Scharf pfeift der Wind um die Wohnbaracken des Ansiedlerlagers. In den Räumen ist es aber behaglich warm an diesem Sonntagsnachmittag. Die Männer sitzen in Gruppen beisammen und plaudern über ihre Zukunft, die Frauen beschäftigen sich mit den kleinen Kindern, die größeren tollen umher, daß sie immer wieder von den Eltern zurechtgewiesen werden müssen. Plötzlich stürmen alle Kinder hinaus. Auf dem Hof sind eben von der Filmstelle der Abteilung Propaganda Lautsprecher aufgestellt worden, die erste Musikübertragung beginnt. Jubelnd tanzen und hüpfen die Kleinen um den Mast, auf dem der große Pilzlautsprecher steckt. Laut singen und schreien sie, so daß die Musik fast übertönt wird. Auch die Alten in der Baracke sind verstummt und lauschen den melodiösen Klängen. Ihre von freudiger Erwartung ohnehin leuchtenden Augen erstrahlen noch heller, und rhythmisch wiegen sie sich zu den Takten der einschmeichelnden Melodie. Der Jubel der Kinder ist nach einer Weile ausgelassenen Übermutes leiser geworden, die Alten fahren in ihrer Unterhaltung fort. Sie erzählen von ihrem Leben vor der Fahrt mit dem großen Treck in die neue Heimat. In dieser Baracke wohnen Wolgadeutsche Wechselvoll und hart war ihr Schicksal. Zur Zarenzeit lebten sie zufrieden unter sich und bestellten ihr Feld, ohne sich um andere Dinge zu kümmern, als die Kinder großzuziehen und ihr Volkstum zu pflegen. Dann kam die Revolution, die mit einem Schlage alles änderte. Bald mußten sie ihre Höfe verlassen und wurden als Arbeiter in Fabriken gesteckt. Hart war diese Arbeit und bedrückend für die freien deutschen Bauern, die früher in diesem Lande beispielgebende Arbeit geleistet hatten. Dann kam der Ruf des Führers, und freudig folgten sie ihm. Nach einem vorübergehenden Arbeitseinsatz im Reich sind sie nun in das Ansiedlerlager gekommen, um wieder, wie sie es gelernt, auf eigener Scholle zu arbeiten für ihre Kinder und für die Gemeinschaft.
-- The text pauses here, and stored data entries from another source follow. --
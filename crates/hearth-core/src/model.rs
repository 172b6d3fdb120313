use std::collections::{BTreeMap, HashMap};

use once_cell::sync::Lazy;
use regex::Regex;
use serde::{Deserialize, Serialize};
use serde_json::{Map, Value};

use crate::error::{Error, Result};
use crate::ports::PortScope;

static EXTENSION_NAME: Lazy<Regex> =
    Lazy::new(|| Regex::new(r"^[a-z0-9][a-z0-9_-]{0,63}$").expect("extension name regex"));

/// The single desired-state document.
#[derive(Clone, Debug, Default, Serialize, Deserialize, PartialEq)]
#[serde(deny_unknown_fields)]
pub struct MasterConfig {
    #[serde(default)]
    pub extensions: BTreeMap<String, ExtensionEntry>,
    /// Pruned from the document when empty.
    #[serde(default, skip_serializing_if = "BTreeMap::is_empty")]
    pub tool_configs: BTreeMap<String, ToolConfig>,
    #[serde(default)]
    pub mcp_servers: BTreeMap<String, Value>,
    #[serde(default)]
    pub agent_presets: BTreeMap<String, Value>,
    #[serde(default)]
    pub port_assignments: PortAssignments,
    #[serde(default)]
    pub external_services: BTreeMap<String, Value>,
    #[serde(default)]
    pub core: CoreMeta,
}

#[derive(Clone, Debug, Serialize, Deserialize, PartialEq)]
#[serde(deny_unknown_fields)]
pub struct ExtensionEntry {
    #[serde(default = "default_true")]
    pub enabled: bool,
    #[serde(default)]
    pub source: String,
    #[serde(default)]
    pub config: Map<String, Value>,
}

fn default_true() -> bool {
    true
}

impl ExtensionEntry {
    pub fn new(source: impl Into<String>) -> Self {
        Self {
            enabled: true,
            source: source.into(),
            config: Map::new(),
        }
    }

    pub fn has_source(&self) -> bool {
        !self.source.trim().is_empty()
    }

    pub fn source(&self) -> &str {
        self.source.trim()
    }
}

#[derive(Clone, Copy, Debug, Default, Serialize, Deserialize, PartialEq, Eq)]
#[serde(deny_unknown_fields)]
pub struct ToolConfig {
    #[serde(default)]
    pub enabled_in_mcp: bool,
    #[serde(default)]
    pub passthrough: bool,
}

#[derive(Clone, Debug, Default, Serialize, Deserialize, PartialEq, Eq)]
#[serde(deny_unknown_fields)]
pub struct PortAssignments {
    #[serde(default)]
    pub extensions: BTreeMap<String, u16>,
    #[serde(default)]
    pub services: BTreeMap<String, u16>,
}

impl PortAssignments {
    pub fn table(&self, scope: PortScope) -> &BTreeMap<String, u16> {
        match scope {
            PortScope::ExtensionUi => &self.extensions,
            PortScope::ExtensionService => &self.services,
        }
    }

    pub fn table_mut(&mut self, scope: PortScope) -> &mut BTreeMap<String, u16> {
        match scope {
            PortScope::ExtensionUi => &mut self.extensions,
            PortScope::ExtensionService => &mut self.services,
        }
    }
}

#[derive(Clone, Debug, Default, Serialize, Deserialize, PartialEq, Eq)]
#[serde(deny_unknown_fields)]
pub struct CoreMeta {
    #[serde(default)]
    pub version: String,
    #[serde(default, skip_serializing_if = "Option::is_none")]
    pub pending_update: Option<String>,
}

impl MasterConfig {
    /// Copy of `self` carrying `other`'s port table. Ports belong to the allocator,
    /// not to queued drafts, so comparisons and baselines always take them from disk.
    pub fn with_ports_from(mut self, other: &MasterConfig) -> Self {
        self.port_assignments = other.port_assignments.clone();
        self
    }

    /// Structural equality that ignores key order anywhere in the document.
    pub fn canonical_eq(&self, other: &MasterConfig) -> bool {
        match (serde_json::to_value(self), serde_json::to_value(other)) {
            (Ok(a), Ok(b)) => canonicalize(a) == canonicalize(b),
            _ => false,
        }
    }

    /// Stable JSON rendering with recursively sorted keys.
    pub fn canonical_string(&self) -> String {
        serde_json::to_value(self)
            .map(canonicalize)
            .map(|value| value.to_string())
            .unwrap_or_default()
    }

    pub fn validate(&self) -> Result<()> {
        for name in self.extensions.keys() {
            validate_extension_name(name)?;
        }
        for name in self.tool_configs.keys() {
            if name.trim().is_empty() {
                return Err(Error::Validation("tool name must not be empty".into()));
            }
        }
        for scope in [PortScope::ExtensionUi, PortScope::ExtensionService] {
            let range = scope.range();
            let mut seen: HashMap<u16, &str> = HashMap::new();
            for (owner, port) in self.port_assignments.table(scope) {
                if !range.contains(port) {
                    return Err(Error::Validation(format!(
                        "{scope} port {port} for `{owner}` outside {}-{}",
                        range.start(),
                        range.end()
                    )));
                }
                if let Some(previous) = seen.insert(*port, owner.as_str()) {
                    return Err(Error::Validation(format!(
                        "{scope} port {port} assigned to both `{previous}` and `{owner}`"
                    )));
                }
            }
        }
        if let Some(version) = self.core.pending_update.as_deref() {
            validate_core_version(version)?;
        }
        Ok(())
    }
}

/// Extension names double as directory names and port owner keys; dots are
/// reserved for `extension.service` keys.
pub fn validate_extension_name(name: &str) -> Result<()> {
    if EXTENSION_NAME.is_match(name) {
        Ok(())
    } else {
        Err(Error::Validation(format!(
            "invalid extension name `{name}` (expected [a-z0-9][a-z0-9_-]{{0,63}})"
        )))
    }
}

pub fn validate_core_version(version: &str) -> Result<()> {
    let trimmed = version.trim().trim_start_matches('v');
    semver::Version::parse(trimmed)
        .map(|_| ())
        .map_err(|err| Error::Validation(format!("invalid core version `{version}`: {err}")))
}

/// Recursively rebuild objects with sorted keys.
pub fn canonicalize(value: Value) -> Value {
    match value {
        Value::Object(map) => {
            let mut entries: Vec<(String, Value)> = map.into_iter().collect();
            entries.sort_by(|a, b| a.0.cmp(&b.0));
            let mut out = Map::new();
            for (key, value) in entries {
                out.insert(key, canonicalize(value));
            }
            Value::Object(out)
        }
        Value::Array(items) => Value::Array(items.into_iter().map(canonicalize).collect()),
        other => other,
    }
}

/// Deep-merge `add` into `dst`: objects merge key by key, everything else replaces.
pub fn merge_values(dst: &mut Value, add: &Value) {
    match (dst, add) {
        (Value::Object(d), Value::Object(a)) => {
            for (k, v) in a.iter() {
                match d.get_mut(k) {
                    Some(dv) => merge_values(dv, v),
                    None => {
                        d.insert(k.clone(), v.clone());
                    }
                }
            }
        }
        (d, v) => {
            *d = v.clone();
        }
    }
}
Aus dem Lautsprecher ertönt jetzt die Stimme des Lagerführers, der die Männer in den Gemeinschaftsraum ruft, denn ein neuer Treck wird für den nächsten Tag zur Ansiedlung zusammengestellt. In dem großen Raum sitzen an einem Tisch Vertreter des Reichskommissars der Siedlerwirtschaftsgemeinschaft. Einzeln werden die Siedler aufgerufen. Sie treten zum Tisch und erhalten den Ansetzungsausweis und die Einkaufbüchlein der Gesellschaft, mit denen sie in der ersten Zeit, bevor die eigene Wirtschaft das zum Leben Notwendige liefert, in den Verkaufsstellen der Siedlerwirtschaftsgemeinschaft einkaufen können. Geduldig stehen die Männer im Raum und warten, bis sie an die Reihe kommen. Prächtige Typen sind unter ihnen. Nicht allein die Kleidung und die Mundart verraten es, auch in den Gesichtszügen haben sich die Eigenarten des Landes, aus dem sie kamen und dessen Lebensgewohnheiten eingeprägt. Allen gemeinsam aber ist der freie Blick und die aus den Augen leuchtende Freude über die kommende Arbeit auf dem eigenen Hof.
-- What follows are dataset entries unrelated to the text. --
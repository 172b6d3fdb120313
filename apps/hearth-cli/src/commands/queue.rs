use anyhow::{anyhow, bail, Result};
use clap::Subcommand;
use hearth_core::{Operation, OperationKind, QueuedChangeSet};
use serde::Deserialize;
use serde_json::Value as JsonValue;

use super::client::HubClient;

#[derive(Subcommand, Clone)]
pub enum QueueCmd {
    /// Print the pending operations
    Show {
        /// Print raw JSON
        #[arg(long)]
        json: bool,
    },
    /// Run the pending operations now
    Apply,
    /// Drop the whole pending queue
    Discard,
    /// Drop one pending operation; the rest stay queued
    Remove {
        /// install, update, delete, tool_config or update_core
        kind: String,
        /// Extension or tool name; optional when only one operation of that kind is queued
        target: Option<String>,
    },
}

#[derive(Debug, Deserialize)]
struct QueueView {
    queue: Option<QueuedChangeSet>,
    apply_running: bool,
}

#[derive(Debug, Deserialize)]
struct Outcome {
    operation: Operation,
    ok: bool,
    #[serde(default)]
    error: Option<String>,
    duration_ms: u64,
}

#[derive(Debug, Deserialize)]
struct ApplySummary {
    ok: bool,
    partial: bool,
    outcomes: Vec<Outcome>,
    #[serde(default)]
    restarted: Vec<String>,
    #[serde(default)]
    stopped: Vec<String>,
    requeued: usize,
}

pub fn execute(client: &HubClient, cmd: QueueCmd) -> Result<()> {
    match cmd {
        QueueCmd::Show { json } => {
            if json {
                let raw: JsonValue = client.get("/queue")?;
                println!("{}", serde_json::to_string_pretty(&raw)?);
            } else {
                let view: QueueView = client.get("/queue")?;
                print!("{}", render_queue(&view));
            }
        }
        QueueCmd::Apply => {
            let summary: ApplySummary = client.post("/queue/apply", None)?;
            print!("{}", render_apply(&summary));
            if !summary.ok {
                bail!("{} operation(s) failed and were re-queued", summary.requeued);
            }
        }
        QueueCmd::Discard => {
            let body: JsonValue = client.delete("/queue")?;
            if body.get("deleted").and_then(JsonValue::as_bool).unwrap_or(false) {
                println!("queue discarded");
            } else {
                println!("nothing was queued");
            }
        }
        QueueCmd::Remove { kind, target } => {
            let kind = parse_kind(&kind)?;
            let view: QueueView = client.get("/queue")?;
            let queue = view.queue.ok_or_else(|| anyhow!("nothing is queued"))?;
            let op = find_operation(&queue.operations, kind, target.as_deref())?;
            let body = serde_json::to_value(op)?;
            let view: QueueView = client.post("/queue/remove", Some(&body))?;
            println!("removed {op}");
            print!("{}", render_queue(&view));
        }
    }
    Ok(())
}

/// Accepts `tool_config`, `tool-config` and any casing.
pub fn parse_kind(raw: &str) -> Result<OperationKind> {
    let normalized = raw.trim().to_ascii_lowercase().replace('-', "_");
    serde_json::from_value(JsonValue::String(normalized))
        .map_err(|_| anyhow!("unknown operation type '{raw}'"))
}

fn find_operation<'a>(
    ops: &'a [Operation],
    kind: OperationKind,
    target: Option<&str>,
) -> Result<&'a Operation> {
    let mut candidates = ops
        .iter()
        .filter(|op| op.kind() == kind)
        .filter(|op| target.is_none_or(|t| op.target() == t));
    match (candidates.next(), candidates.next()) {
        (Some(op), None) => Ok(op),
        (None, _) => bail!(
            "no queued {} operation{}",
            kind.as_str(),
            target.map(|t| format!(" for '{t}'")).unwrap_or_default()
        ),
        (Some(_), Some(_)) => bail!(
            "several {} operations are queued; name the target",
            kind.as_str()
        ),
    }
}

fn describe(op: &Operation) -> String {
    match op {
        Operation::Install { target, source } | Operation::Update { target, source } => {
            format!("{} {target} from {source}", op.kind().as_str())
        }
        Operation::ToolConfig { target, config: None } => format!("tool_config {target} (remove)"),
        Operation::UpdateCore { target_version } => format!("update_core to {target_version}"),
        other => other.to_string(),
    }
}

fn render_queue(view: &QueueView) -> String {
    let mut out = String::new();
    match &view.queue {
        None => out.push_str("no pending changes\n"),
        Some(queue) if queue.operations.is_empty() => out.push_str("no pending changes\n"),
        Some(queue) => {
            out.push_str(&format!(
                "{} pending operation(s), queued {}\n",
                queue.operations.len(),
                queue.created_at.format("%Y-%m-%d %H:%M:%S UTC")
            ));
            for (idx, op) in queue.operations.iter().enumerate() {
                out.push_str(&format!("  {}. {}\n", idx + 1, describe(op)));
            }
        }
    }
    if view.apply_running {
        out.push_str("an apply is running\n");
    }
    out
}

fn render_apply(summary: &ApplySummary) -> String {
    let mut out = String::new();
    for outcome in &summary.outcomes {
        let mark = if outcome.ok { "ok  " } else { "FAIL" };
        out.push_str(&format!(
            "{mark} {} ({} ms)",
            describe(&outcome.operation),
            outcome.duration_ms
        ));
        if let Some(err) = &outcome.error {
            out.push_str(&format!(": {err}"));
        }
        out.push('\n');
    }
    if !summary.restarted.is_empty() {
        out.push_str(&format!("restarted: {}\n", summary.restarted.join(", ")));
    }
    if !summary.stopped.is_empty() {
        out.push_str(&format!("stopped: {}\n", summary.stopped.join(", ")));
    }
    if summary.partial {
        out.push_str(&format!("{} operation(s) re-queued\n", summary.requeued));
    }
    out
}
Der freie deutsche Bauer hat sich nicht wohlgefühlt in den Hallen eines großen Werkes, in dem er noch dazu zwangsweise arbeiten mußte. Die Sehnsucht nach der Arbeit im Freien, nach der Ruhe und nach dem eigenen Hof hatte zu tief gesessen. Nun geht diese Sehnsucht in Erfüllung, in wenigen Tagen wird er wiederum auf seinem Hof herumgehen, die Arbeit verrichten können, ein König in seinem wenn auch noch so kleinem Reich. Draußen heult ein kalter Sturm über die Felder und rüttelt an den Fensterläden, hier drinnen brennen aber die Herzen der Bauern heiß vor Freude und Erwartung. Morgen schon, in aller Herrgottsfrühe, fahren sie los mit Frau und Kind und können wieder schaffen und werken wie früher.
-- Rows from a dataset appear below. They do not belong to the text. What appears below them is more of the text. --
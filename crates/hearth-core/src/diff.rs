//! Pure comparison of desired, installed, and last-applied state.

use std::collections::{BTreeSet, HashMap};

use serde::Serialize;
use tracing::warn;

use crate::manifest::InstalledExtensionRecord;
use crate::model::MasterConfig;
use crate::operation::Operation;

/// Everything the differ noticed, not only the operations it emits.
#[derive(Clone, Debug, Default, Serialize, PartialEq)]
pub struct DiffReport {
    pub operations: Vec<Operation>,
    /// Extensions whose `enabled`/`config` changed without needing an operation.
    pub config_only: Vec<String>,
    /// Desired extensions that could not be installed because they have no source.
    pub dropped: Vec<String>,
}

/// Operations needed to move from `previous` (last applied) and `installed`
/// (what is on disk) to `desired`.
pub fn diff(
    desired: &MasterConfig,
    installed: &[InstalledExtensionRecord],
    previous: &MasterConfig,
) -> Vec<Operation> {
    diff_report(desired, installed, previous).operations
}

pub fn diff_report(
    desired: &MasterConfig,
    installed: &[InstalledExtensionRecord],
    previous: &MasterConfig,
) -> DiffReport {
    let on_disk: HashMap<&str, &InstalledExtensionRecord> = installed
        .iter()
        .map(|record| (record.name.as_str(), record))
        .collect();
    let names: BTreeSet<&str> = desired
        .extensions
        .keys()
        .chain(previous.extensions.keys())
        .map(String::as_str)
        .collect();

    let mut report = DiffReport::default();
    let mut deletes = Vec::new();
    let mut provisions = Vec::new();

    for name in names {
        match (desired.extensions.get(name), previous.extensions.get(name)) {
            (Some(want), None) => {
                if !want.has_source() {
                    warn!(target: "hearth::queue", extension = name, "desired extension has no source; not installing");
                    report.dropped.push(name.to_string());
                    continue;
                }
                provisions.push(Operation::Install {
                    target: name.to_string(),
                    source: want.source().to_string(),
                });
            }
            (Some(want), Some(had)) => {
                if want.source() != had.source() && want.has_source() {
                    provisions.push(Operation::Update {
                        target: name.to_string(),
                        source: want.source().to_string(),
                    });
                } else if !on_disk.contains_key(name) {
                    if want.has_source() {
                        provisions.push(Operation::Install {
                            target: name.to_string(),
                            source: want.source().to_string(),
                        });
                    } else {
                        warn!(target: "hearth::queue", extension = name, "extension missing on disk and has no source");
                        report.dropped.push(name.to_string());
                    }
                } else if want != had {
                    report.config_only.push(name.to_string());
                }
            }
            (None, Some(_)) => deletes.push(Operation::Delete {
                target: name.to_string(),
            }),
            (None, None) => {}
        }
    }

    report.operations.extend(deletes);
    report.operations.extend(provisions);
    report.operations.extend(tool_operations(desired, previous));
    report.operations.extend(core_operation(desired, previous));
    report
}

fn tool_operations(desired: &MasterConfig, previous: &MasterConfig) -> Vec<Operation> {
    let names: BTreeSet<&String> = desired
        .tool_configs
        .keys()
        .chain(previous.tool_configs.keys())
        .collect();
    names
        .into_iter()
        .filter_map(|name| {
            let want = desired.tool_configs.get(name);
            if want == previous.tool_configs.get(name) {
                return None;
            }
            Some(Operation::ToolConfig {
                target: name.clone(),
                config: want.copied(),
            })
        })
        .collect()
}

fn core_operation(desired: &MasterConfig, previous: &MasterConfig) -> Option<Operation> {
    let pending = desired.core.pending_update.as_deref()?;
    if previous.core.pending_update.as_deref() == Some(pending) || pending == previous.core.version {
        return None;
    }
    Some(Operation::UpdateCore {
        target_version: pending.to_string(),
    })
}

#[cfg(test)]
mod tests {
    use super::*;
    use crate::model::{ExtensionEntry, ToolConfig};
    use crate::operation::OperationKind;
    use std::path::PathBuf;

    fn installed(names: &[&str]) -> Vec<InstalledExtensionRecord> {
        names
            .iter()
            .map(|name| InstalledExtensionRecord {
                name: name.to_string(),
                version: None,
                source: Some("local".into()),
                has_ui: false,
                has_backend: true,
                path: PathBuf::from(format!("/ext/{name}")),
            })
            .collect()
    }

    fn cfg_with(exts: &[(&str, &str)]) -> MasterConfig {
        let mut cfg = MasterConfig::default();
        for (name, source) in exts {
            cfg.extensions
                .insert(name.to_string(), ExtensionEntry::new(*source));
        }
        cfg
    }

    #[test]
    fn matching_state_yields_no_operations() {
        let mut cfg = cfg_with(&[("chef", "local"), ("pantry", "local")]);
        cfg.tool_configs.insert(
            "search".into(),
            ToolConfig {
                enabled_in_mcp: true,
                passthrough: false,
            },
        );
        cfg.core.version = "1.0.0".into();
        assert!(diff(&cfg, &installed(&["chef", "pantry"]), &cfg).is_empty());
    }

    #[test]
    fn fresh_extension_installs_and_sourceless_is_dropped() {
        let desired = cfg_with(&[("chef", "local"), ("ghost", "")]);
        let report = diff_report(&desired, &[], &MasterConfig::default());
        assert_eq!(
            report.operations,
            vec![Operation::Install {
                target: "chef".into(),
                source: "local".into()
            }]
        );
        assert_eq!(report.dropped, vec!["ghost".to_string()]);
    }

    #[test]
    fn source_change_updates_and_missing_dir_reinstalls() {
        let previous = cfg_with(&[("chef", "local"), ("pantry", "local")]);
        let desired = cfg_with(&[("chef", "git+https://example.invalid/chef.git"), ("pantry", "local")]);
        let ops = diff(&desired, &installed(&["chef"]), &previous);
        let kinds: Vec<_> = ops.iter().map(|op| (op.kind(), op.target())).collect();
        assert_eq!(
            kinds,
            vec![
                (OperationKind::Update, "chef"),
                (OperationKind::Install, "pantry")
            ]
        );
    }

    #[test]
    fn toggle_only_is_config_only() {
        let previous = cfg_with(&[("chef", "local")]);
        let mut desired = previous.clone();
        desired.extensions.get_mut("chef").unwrap().enabled = false;
        let report = diff_report(&desired, &installed(&["chef"]), &previous);
        assert!(report.operations.is_empty());
        assert_eq!(report.config_only, vec!["chef".to_string()]);
    }

    #[test]
    fn removed_extension_is_deleted_first() {
        let previous = cfg_with(&[("old", "local")]);
        let desired = cfg_with(&[("new", "local")]);
        let ops = diff(&desired, &installed(&["old"]), &previous);
        assert_eq!(ops[0], Operation::Delete { target: "old".into() });
        assert_eq!(ops[1].kind(), OperationKind::Install);
    }

    #[test]
    fn tool_and_core_changes_are_appended() {
        let mut previous = MasterConfig::default();
        previous.core.version = "1.0.0".into();
        previous.tool_configs.insert("gone".into(), ToolConfig::default());
        let mut desired = previous.clone();
        desired.tool_configs.remove("gone");
        desired.tool_configs.insert(
            "search".into(),
            ToolConfig {
                enabled_in_mcp: true,
                passthrough: true,
            },
        );
        desired.core.pending_update = Some("1.1.0".into());
        let ops = diff(&desired, &[], &previous);
        assert_eq!(
            ops,
            vec![
                Operation::ToolConfig {
                    target: "gone".into(),
                    config: None
                },
                Operation::ToolConfig {
                    target: "search".into(),
                    config: Some(ToolConfig {
                        enabled_in_mcp: true,
                        passthrough: true
                    })
                },
                Operation::UpdateCore {
                    target_version: "1.1.0".into()
                },
            ]
        );
    }

    #[test]
    fn pending_update_equal_to_current_version_is_ignored() {
        let mut previous = MasterConfig::default();
        previous.core.version = "1.0.0".into();
        let mut desired = previous.clone();
        desired.core.pending_update = Some("1.0.0".into());
        assert!(diff(&desired, &[], &previous).is_empty());
    }
}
Am nächsten Morgen. Die Sonne ist noch nicht aufgegangen und schon stehen lange Reihen der Panjewagen im Lagerhof. Jeder Siedler, der seine Nummer bekommen hat, bringt sein Gepäck und seine Angehörigen auf den Wagen. Die Kinder sind noch ganz verschlafen, sie kuscheln sich auf dem Stroh an die Mutter und schlafen bald wieder ein. Ihnen ist die Bedeutung dieses Augenblicks noch nicht zum Bewußtsein gekommen. Umso mehr den Alten. Mit einer freudigen Geschäftigkeit gehen sie um den Wagen herum, sehen nach dem oder jenem und möchten am liebsten sofort losfahren, so ungeduldig sind sie schon. Doch das Verladen von Hunderten von Menschen geht nicht so schnell. Endlich ist es soweit. Das Zeichen ist gegeben, und der Treck setzt sich in Bewegung.

Sehen wir uns einmal das Dorf, in das die Ansiedler heute kommen, vorher an. Zu beiden Seiten der Landstraße liegen die Höfe weit auseinandergezogen vor uns. Noch ist es still im weiten Umkreis, wie ausgestorben stehen die Häuser und Scheunen und Ställe in der Landschaft. Kein Mensch ist zu sehen, kein Laut zu hören. Doch kommen Menschen, aus einem Haus heraus und gehen in das nächste. Es sind die Dorfführer, vielfach SS-Männer, mit dem Mitgliedern des Hautarbeitsgebiets Fraueneinsatz, mit den NSV-Schwestern und  mit den BDM-Mädchen, die die Wohnungen gereinigt und Feuer im Herd angemacht haben, damit die neuen Hausbesitzer von seiner warmen Stube empfangen werden. Nun sehen sie alles noch einmal nach.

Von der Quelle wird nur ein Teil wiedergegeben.